6月に行われた地元山陽「GI令和グランドチャンピオンカップ」でグレードレース初優出を決めた青木隆浩選手。選手になるきっかけや、ここまでの選手生活を振り返って頂きました。(取材日:2020年8月2日)
インタビュー / 内野久照
内野:身長・体重を教えて下さい。
青木:身長168cm58kgです。人生これまでで、1番痩せていた時が56kgです。
ここをキープできるように目指して行きたい。
内野:トレーニングは、どのように取り組まれていますか?
青木:自宅では筋トレを行ってからジョギングです。40分から45分走っています。
選手になってから続けています。毎日はできないですができる時は必ずやる様にしています。

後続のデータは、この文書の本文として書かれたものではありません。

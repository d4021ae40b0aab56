//! Teams, themes and releases.

use super::{Catalog, StatusCount};
use crate::tracker::domain::{
    EntityKind, EntityRef, Release, ReleaseId, ReleaseStatus, Slug, Team, TeamId, Theme,
    ThemeId, ThemeStatus, team::team_name,
};
use crate::tracker::error::{Conflict, EngineError, EngineResult};
use mockable::Clock;

/// Task statistics for one team.
#[derive(Debug, Clone, PartialEq, Eq)]
pub struct TeamStats {
    /// The team described.
    pub team_id: TeamId,
    /// Whether this is the protected Unassigned team.
    pub is_unassigned: bool,
    /// Tasks owned by the team.
    pub total_tasks: usize,
    /// Task types registered under the team.
    pub task_type_count: usize,
    /// Per-status task counts across all of the team's types, ordered by
    /// label. Statuses no task holds are omitted.
    pub by_status: Vec<StatusCount>,
}

impl Catalog {
    /// Registers a team.
    ///
    /// # Errors
    ///
    /// Returns [`Conflict::DuplicateSlug`] when another team uses the slug.
    pub fn insert_team(&mut self, team: Team) -> EngineResult<TeamId> {
        self.ensure_team_slug_free(team.slug(), None)?;
        let id = team.id();
        self.teams.insert(id, team);
        Ok(id)
    }

    /// Renames a team. Without an explicit slug the slug is derived from the
    /// new name.
    ///
    /// # Errors
    ///
    /// Returns [`EngineError::NotFound`], a name validation error, or
    /// [`Conflict::DuplicateSlug`] when another team uses the slug.
    pub fn rename_team(
        &mut self,
        id: TeamId,
        name: &str,
        slug: Option<Slug>,
        clock: &impl Clock,
    ) -> EngineResult<Team> {
        self.team(id)?;
        let validated_name = team_name(name)?;
        let resolved_slug = match slug {
            Some(explicit) => explicit,
            None => Slug::from_name(&validated_name)?,
        };
        self.ensure_team_slug_free(&resolved_slug, Some(id))?;
        let team = self.team_mut(id)?;
        team.rename(validated_name, resolved_slug, clock);
        Ok(team.clone())
    }

    /// Sets or clears a team's display colour.
    ///
    /// # Errors
    ///
    /// Returns [`EngineError::NotFound`] when the team does not exist.
    pub fn recolor_team(
        &mut self,
        id: TeamId,
        color: Option<String>,
        clock: &impl Clock,
    ) -> EngineResult<Team> {
        let team = self.team_mut(id)?;
        team.recolor(color, clock);
        Ok(team.clone())
    }

    /// Registers a theme.
    pub fn insert_theme(&mut self, theme: Theme) -> ThemeId {
        let id = theme.id();
        self.themes.insert(id, theme);
        id
    }

    /// Moves a theme to another lifecycle status.
    ///
    /// # Errors
    ///
    /// Returns [`EngineError::NotFound`] when the theme does not exist.
    pub fn set_theme_status(
        &mut self,
        id: ThemeId,
        status: ThemeStatus,
        clock: &impl Clock,
    ) -> EngineResult<Theme> {
        let theme = self
            .themes
            .get_mut(&id)
            .ok_or_else(|| EngineError::NotFound(EntityRef::Theme(id)))?;
        theme.set_status(status, clock);
        Ok(theme.clone())
    }

    /// Counts the tasks and task types of a team.
    ///
    /// # Errors
    ///
    /// Returns [`EngineError::NotFound`] when the team does not exist.
    pub fn team_stats(&self, id: TeamId) -> EngineResult<TeamStats> {
        self.team(id)?;
        let task_type_count = self
            .task_types
            .values()
            .filter(|task_type| task_type.team_id() == id)
            .count();
        let mut by_status: Vec<StatusCount> = Vec::new();
        for task in self.tasks.values().filter(|task| task.team_id() == id) {
            match by_status
                .iter_mut()
                .find(|entry| &entry.status == task.status())
            {
                Some(entry) => entry.count += 1,
                None => by_status.push(StatusCount {
                    status: task.status().clone(),
                    count: 1,
                }),
            }
        }
        by_status.sort_by(|left, right| left.status.as_str().cmp(right.status.as_str()));
        Ok(TeamStats {
            team_id: id,
            is_unassigned: id == self.defaults.team_id(),
            total_tasks: by_status.iter().map(|entry| entry.count).sum(),
            task_type_count,
            by_status,
        })
    }

    /// Registers a release.
    ///
    /// # Errors
    ///
    /// Returns [`Conflict::DuplicateReleaseVersion`] when another release
    /// uses the version.
    pub fn insert_release(&mut self, release: Release) -> EngineResult<ReleaseId> {
        let taken = self
            .releases
            .values()
            .any(|existing| existing.version() == release.version());
        if taken {
            return Err(Conflict::DuplicateReleaseVersion {
                version: release.version().to_owned(),
            }
            .into());
        }
        let id = release.id();
        self.releases.insert(id, release);
        Ok(id)
    }

    /// Moves a release to another delivery status.
    ///
    /// # Errors
    ///
    /// Returns [`EngineError::NotFound`] when the release does not exist.
    pub fn set_release_status(
        &mut self,
        id: ReleaseId,
        status: ReleaseStatus,
        clock: &impl Clock,
    ) -> EngineResult<Release> {
        let release = self
            .releases
            .get_mut(&id)
            .ok_or_else(|| EngineError::NotFound(EntityRef::Release(id)))?;
        release.set_status(status, clock);
        Ok(release.clone())
    }

    fn team_mut(&mut self, id: TeamId) -> EngineResult<&mut Team> {
        self.teams
            .get_mut(&id)
            .ok_or_else(|| EngineError::NotFound(EntityRef::Team(id)))
    }

    fn ensure_team_slug_free(&self, slug: &Slug, owner: Option<TeamId>) -> EngineResult<()> {
        let taken = self
            .teams
            .values()
            .any(|team| team.slug() == slug && Some(team.id()) != owner);
        if taken {
            return Err(Conflict::DuplicateSlug {
                kind: EntityKind::Team,
                slug: slug.to_string(),
            }
            .into());
        }
        Ok(())
    }
}
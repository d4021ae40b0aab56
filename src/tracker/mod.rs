//! Teams, types, tasks and projects kept consistent under mutation.
//!
//! The context follows hexagonal architecture:
//!
//! - The [`domain::Catalog`] aggregate and entity types in [`domain`]
//! - The transactional [`ports::WorkspaceStore`] contract in [`ports`]
//! - The in-memory store in [`adapters`]
//! - Registry, directory, task, project and cascade services in [`services`]
//!
//! Every failure surfaces as an [`EngineError`].

pub mod adapters;
pub mod domain;
pub mod error;
pub mod ports;
pub mod services;

pub use error::{EngineError, EngineResult};

#[cfg(test)]
mod tests;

内野:今開催(8月2日山陽開催)から、ハンデが軽化しました。
青木:今の自分の実力です。
もちろんですが、また10m前に戻れるようにしたいです。
内野:10m前の位置はどうでしたか?
青木:地元山陽のGI令和グランドチャンピオンカップ準決勝戦からハンデが下がりました。
そこから3節10m前を経験させて頂きました。
今まで同ハンで走っていた人を抜かないといけない。20m前で走っていた時もほぼ捌く事がなかった人達をこの位置から抜かないといけないので厳しかった。
20mの内側からスタート切って前の1人2人を捌く。これが出来た時は結果に繋がるというのが今までの自分のスタイルでした。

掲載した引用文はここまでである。